INPUT
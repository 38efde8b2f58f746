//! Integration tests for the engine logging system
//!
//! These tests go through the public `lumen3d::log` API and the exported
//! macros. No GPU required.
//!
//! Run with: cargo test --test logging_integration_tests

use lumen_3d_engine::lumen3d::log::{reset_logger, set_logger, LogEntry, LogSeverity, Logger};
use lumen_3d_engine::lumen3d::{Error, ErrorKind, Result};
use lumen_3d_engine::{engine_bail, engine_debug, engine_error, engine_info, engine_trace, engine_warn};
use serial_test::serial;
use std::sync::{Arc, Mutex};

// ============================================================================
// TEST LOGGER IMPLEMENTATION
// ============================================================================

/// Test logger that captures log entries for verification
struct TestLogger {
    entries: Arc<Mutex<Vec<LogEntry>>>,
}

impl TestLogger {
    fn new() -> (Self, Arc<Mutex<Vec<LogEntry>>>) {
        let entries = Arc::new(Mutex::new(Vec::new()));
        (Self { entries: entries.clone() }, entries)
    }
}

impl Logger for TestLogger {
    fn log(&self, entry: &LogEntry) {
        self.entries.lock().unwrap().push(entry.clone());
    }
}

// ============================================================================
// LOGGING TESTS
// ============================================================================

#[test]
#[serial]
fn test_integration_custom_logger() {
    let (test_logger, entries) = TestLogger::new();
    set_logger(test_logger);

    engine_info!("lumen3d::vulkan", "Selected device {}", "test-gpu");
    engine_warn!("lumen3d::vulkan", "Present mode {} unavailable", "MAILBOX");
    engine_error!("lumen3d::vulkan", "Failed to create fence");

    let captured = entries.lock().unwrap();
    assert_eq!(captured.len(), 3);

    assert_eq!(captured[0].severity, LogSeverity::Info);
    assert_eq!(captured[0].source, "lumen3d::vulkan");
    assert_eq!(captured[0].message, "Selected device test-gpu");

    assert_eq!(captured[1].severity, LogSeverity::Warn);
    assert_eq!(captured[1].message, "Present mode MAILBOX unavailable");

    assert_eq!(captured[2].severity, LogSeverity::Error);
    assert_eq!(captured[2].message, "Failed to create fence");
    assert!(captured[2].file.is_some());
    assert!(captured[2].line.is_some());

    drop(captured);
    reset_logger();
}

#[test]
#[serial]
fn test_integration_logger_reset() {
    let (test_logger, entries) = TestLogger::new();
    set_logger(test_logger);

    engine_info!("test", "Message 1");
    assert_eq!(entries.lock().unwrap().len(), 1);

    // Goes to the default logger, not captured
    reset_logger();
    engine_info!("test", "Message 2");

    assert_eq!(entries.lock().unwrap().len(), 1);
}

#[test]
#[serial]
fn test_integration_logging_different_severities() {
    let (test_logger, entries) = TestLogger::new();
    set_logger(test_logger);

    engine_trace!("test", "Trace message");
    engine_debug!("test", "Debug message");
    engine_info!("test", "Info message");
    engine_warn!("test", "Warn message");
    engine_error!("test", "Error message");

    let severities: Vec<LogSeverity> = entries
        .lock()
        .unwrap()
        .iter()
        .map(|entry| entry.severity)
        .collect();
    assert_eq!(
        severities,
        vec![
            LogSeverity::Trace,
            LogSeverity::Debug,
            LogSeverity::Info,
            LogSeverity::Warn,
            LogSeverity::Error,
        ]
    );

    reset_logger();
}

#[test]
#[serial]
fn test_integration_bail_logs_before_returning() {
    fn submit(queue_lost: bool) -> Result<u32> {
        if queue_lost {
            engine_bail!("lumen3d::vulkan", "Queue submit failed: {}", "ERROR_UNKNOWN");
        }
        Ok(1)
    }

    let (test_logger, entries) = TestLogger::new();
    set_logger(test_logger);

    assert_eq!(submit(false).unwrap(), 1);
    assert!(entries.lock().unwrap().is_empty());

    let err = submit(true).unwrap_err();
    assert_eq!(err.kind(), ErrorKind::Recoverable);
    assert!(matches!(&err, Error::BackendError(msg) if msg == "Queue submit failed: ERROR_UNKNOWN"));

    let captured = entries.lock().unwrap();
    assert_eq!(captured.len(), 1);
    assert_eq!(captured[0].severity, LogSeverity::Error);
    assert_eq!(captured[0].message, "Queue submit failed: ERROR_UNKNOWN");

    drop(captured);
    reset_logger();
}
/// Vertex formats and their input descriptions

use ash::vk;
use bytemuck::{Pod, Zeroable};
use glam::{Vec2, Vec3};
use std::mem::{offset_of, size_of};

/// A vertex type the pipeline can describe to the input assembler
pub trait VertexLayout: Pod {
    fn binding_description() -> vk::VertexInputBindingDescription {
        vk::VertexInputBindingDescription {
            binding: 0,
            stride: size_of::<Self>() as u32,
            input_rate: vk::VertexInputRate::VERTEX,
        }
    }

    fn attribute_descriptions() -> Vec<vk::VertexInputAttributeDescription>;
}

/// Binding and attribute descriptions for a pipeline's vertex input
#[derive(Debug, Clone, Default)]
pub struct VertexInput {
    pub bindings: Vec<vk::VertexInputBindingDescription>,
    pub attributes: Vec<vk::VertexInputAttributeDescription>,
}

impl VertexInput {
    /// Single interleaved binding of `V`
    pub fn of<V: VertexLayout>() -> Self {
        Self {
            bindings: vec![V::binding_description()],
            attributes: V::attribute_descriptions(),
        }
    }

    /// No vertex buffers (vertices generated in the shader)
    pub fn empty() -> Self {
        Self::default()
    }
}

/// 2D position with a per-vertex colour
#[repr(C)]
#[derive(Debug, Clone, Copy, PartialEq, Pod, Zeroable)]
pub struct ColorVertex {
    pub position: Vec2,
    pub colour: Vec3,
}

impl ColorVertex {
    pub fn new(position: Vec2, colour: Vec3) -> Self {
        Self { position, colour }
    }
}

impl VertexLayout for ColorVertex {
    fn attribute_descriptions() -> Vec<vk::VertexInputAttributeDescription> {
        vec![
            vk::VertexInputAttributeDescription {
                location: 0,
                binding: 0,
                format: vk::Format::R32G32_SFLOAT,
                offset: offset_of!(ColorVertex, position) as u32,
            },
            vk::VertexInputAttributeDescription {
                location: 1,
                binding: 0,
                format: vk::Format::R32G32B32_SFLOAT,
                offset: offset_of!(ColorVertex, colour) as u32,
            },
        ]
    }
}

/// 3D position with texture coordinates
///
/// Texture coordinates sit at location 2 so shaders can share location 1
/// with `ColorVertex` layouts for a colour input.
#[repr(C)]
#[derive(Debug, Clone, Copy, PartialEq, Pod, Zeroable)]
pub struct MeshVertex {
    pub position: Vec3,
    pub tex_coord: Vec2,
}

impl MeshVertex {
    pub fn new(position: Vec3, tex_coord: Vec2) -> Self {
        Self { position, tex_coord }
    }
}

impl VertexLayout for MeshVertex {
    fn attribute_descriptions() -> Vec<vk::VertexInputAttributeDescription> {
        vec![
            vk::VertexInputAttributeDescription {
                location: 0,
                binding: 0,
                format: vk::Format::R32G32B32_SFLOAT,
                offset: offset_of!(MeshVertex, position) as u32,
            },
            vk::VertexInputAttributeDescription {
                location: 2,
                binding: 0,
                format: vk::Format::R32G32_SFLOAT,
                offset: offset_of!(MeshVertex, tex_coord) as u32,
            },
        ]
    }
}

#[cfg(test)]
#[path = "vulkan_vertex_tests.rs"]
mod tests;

YOUR GOAL
What lines above mention "Present"? Copy each one.

EXERCISE ANSWER
    engine_warn!("lumen3d::vulkan", "Present mode {} unavailable", "MAILBOX");
    assert_eq!(captured[1].message, "Present mode MAILBOX unavailable");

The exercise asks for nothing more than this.